Saved data entries
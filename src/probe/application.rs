//! Application liveness probe.

use super::{Probe, ProbeContext, ProbeResult};
use crate::lifetime::Shutdown;
use crate::model::HealthStatus;

use async_trait::async_trait;

/// Healthy until the process begins shutting down, unhealthy from then on.
pub struct ApplicationStatusProbe {
    shutdown: Shutdown,
}

impl ApplicationStatusProbe {
    pub fn new(shutdown: Shutdown) -> Self {
        Self { shutdown }
    }
}

#[async_trait]
impl Probe for ApplicationStatusProbe {
    async fn check(&self, _ctx: &ProbeContext) -> ProbeResult {
        if self.shutdown.is_stopping() {
            ProbeResult::new(HealthStatus::Unhealthy, "application is shutting down")
        } else {
            ProbeResult::healthy()
        }
    }
}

§ Work to be completed
Please copy the data in full, character for character.

§ Final answer
filename src/probe/application.rs
//! Application liveness probe.

use super::{Probe, ProbeContext, ProbeResult};
use crate::lifetime::Shutdown;
use crate::model::HealthStatus;

use async_trait::async_trait;

/// Healthy until the process begins shutting down, unhealthy from then on.
pub struct ApplicationStatusProbe {
    shutdown: Shutdown,
}

impl ApplicationStatusProbe {
    pub fn new(shutdown: Shutdown) -> Self {
        Self { shutdown }
    }
}

#[async_trait]
impl Probe for ApplicationStatusProbe {
    async fn check(&self, _ctx: &ProbeContext) -> ProbeResult {
        if self.shutdown.is_stopping() {
            ProbeResult::new(HealthStatus::Unhealthy, "application is shutting down")
        } else {
            ProbeResult::healthy()
        }
    }
}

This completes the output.